Impedance Conditions


Dr. Middlebrook’s Impedance Conditions


Power Supply Basics

The idealized circuit above represents the simplest power supply imaginable, the trusty voltage divider! Vi represents the input voltage, while Io is the output (load) current.In a switcher, a somewhat more complex circuit, the arrangement is remarkably similar. R1 represents the series losses in the converter, while R2 represents the parallel losses.Series losses consist of wire resistance in magnetics and traces, esr’s of power capacitors, and forward voltage drops across the switch (ON voltage).

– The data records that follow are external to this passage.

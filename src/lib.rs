//! # Booster - Scoped Dependency Resolution for Rust
//!
//! Providers declare what they produce and what they need. Registering a
//! batch solves the provider graph once, up front, into generations of
//! independent producers; every later resolution only walks the slice of
//! that plan the call actually needs.
//!
//! ## Features
//!
//! - 🧭 **Solved up front** - missing providers and cycles fail at registration, naming every missing type
//! - ⚡ **Concurrent async providers** - independent async providers of one generation run together; the first failure cancels the rest
//! - 🔒 **Sync/async isolation** - a call that cannot suspend never drives an async provider
//! - ♻️ **Guaranteed cleanup** - resources are released in reverse order on every exit path, and every release failure is reported
//! - 🔄 **Shadow and restore** - provider batches and shared values are restored by identity when their guard drops
//! - 📊 **Observable** - optional tracing integration with JSON or pretty output
//!
//! ## Quick Start
//!
//! ```rust
//! use booster::{Context, Provider};
//! use std::sync::Arc;
//!
//! struct Greeting(&'static str);
//! struct Recipient(&'static str);
//! struct Message(String);
//!
//! let ctx = Context::new();
//! let _solved = ctx
//!     .solve([
//!         Provider::value(Greeting("Hello")),
//!         Provider::value(Recipient("World")),
//!         Provider::function(|(g, r): (Arc<Greeting>, Arc<Recipient>)| {
//!             Message(format!("{} {}", g.0, r.0))
//!         }),
//!     ])
//!     .unwrap();
//!
//! assert_eq!(ctx.resolve::<Message>().unwrap().0, "Hello World");
//!
//! // Explicit values win over providers for one call
//! let text = ctx
//!     .invoke()
//!     .value(Greeting("Goodbye"))
//!     .call(|m: Arc<Message>| m.0.clone())
//!     .unwrap();
//! assert_eq!(text, "Goodbye World");
//! ```
//!
//! ## Resources
//!
//! ```rust
//! use booster::{Context, Provider, Resource};
//! use std::sync::atomic::{AtomicBool, Ordering};
//!
//! struct Connection;
//!
//! static CLOSED: AtomicBool = AtomicBool::new(false);
//!
//! let ctx = Context::new();
//! let _solved = ctx
//!     .provide(Provider::resource(|(): ()| {
//!         Ok::<_, std::io::Error>(Resource::new(Connection).on_release(|_| {
//!             CLOSED.store(true, Ordering::SeqCst);
//!             Ok::<_, std::io::Error>(())
//!         }))
//!     }))
//!     .unwrap();
//!
//! ctx.invoke().call(|_conn: std::sync::Arc<Connection>| {
//!     assert!(!CLOSED.load(Ordering::SeqCst));
//! }).unwrap();
//! assert!(CLOSED.load(Ordering::SeqCst));
//! ```
//!
//! ## Shared Values
//!
//! ```rust
//! use booster::Context;
//!
//! struct RequestId(u64);
//!
//! let ctx = Context::new();
//! let scope = ctx.shared().value(RequestId(7)).enter().unwrap();
//! assert_eq!(ctx.get::<RequestId>().unwrap().0, 7);
//! scope.close().unwrap();
//! assert!(ctx.get::<RequestId>().is_none());
//! ```

mod context;
mod error;
mod factory;
mod graph;
#[cfg(feature = "logging")]
pub mod logging;
mod params;
mod provider;
mod registry;
mod resolver;
mod scope;
mod stack;
mod storage;
mod types;

pub use context::*;
pub use error::*;
pub use factory::*;
pub use params::*;
pub use provider::*;
pub use scope::*;
pub use stack::*;
pub use storage::*;
pub use types::*;

// Re-export tracing macros for convenience when logging feature is enabled
#[cfg(feature = "logging")]
pub use tracing::{debug, error, info, trace, warn};

// Re-export for convenience
pub use std::sync::Arc;

/// Prelude for convenient imports
pub mod prelude {
    pub use crate::{
        AsyncResource, CleanupStack, Context, DiError, Injectable, Provider, Resource, Result,
        Shared, SharedScope, TypeKey,
    };
    pub use std::sync::Arc;
}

Parallel losses are less important in switchers, and consist of AC losses in the magnetics (core loss), leakage losses in capacitors, and leakage current in the switch (OFF current). It will also help to include power consumed by the housekeeping and drive circuitry at first, though these will not enter into our final discussion.



Our power supply will, of course, have to meet certain specs. It will have to regulate. That is, it must maintain the output voltage Vo within a defined band of regulation as the load current increases from 0 to maximum load.Further, when the load current exceeds a given safe limit, the p.s. must go into current limit, with a max short circuit current.

Examination of the Vo vs. Io plot above reveals that our circuit performs admmirably! The output stays in reg from Io=0, until Vo has sagged to Vreg, our minimum spec voltage. At this time, the converter begins a smooth transition into current limit. Beyond Icl, we are in current limit, with a maximum current Imax drawn at dead short!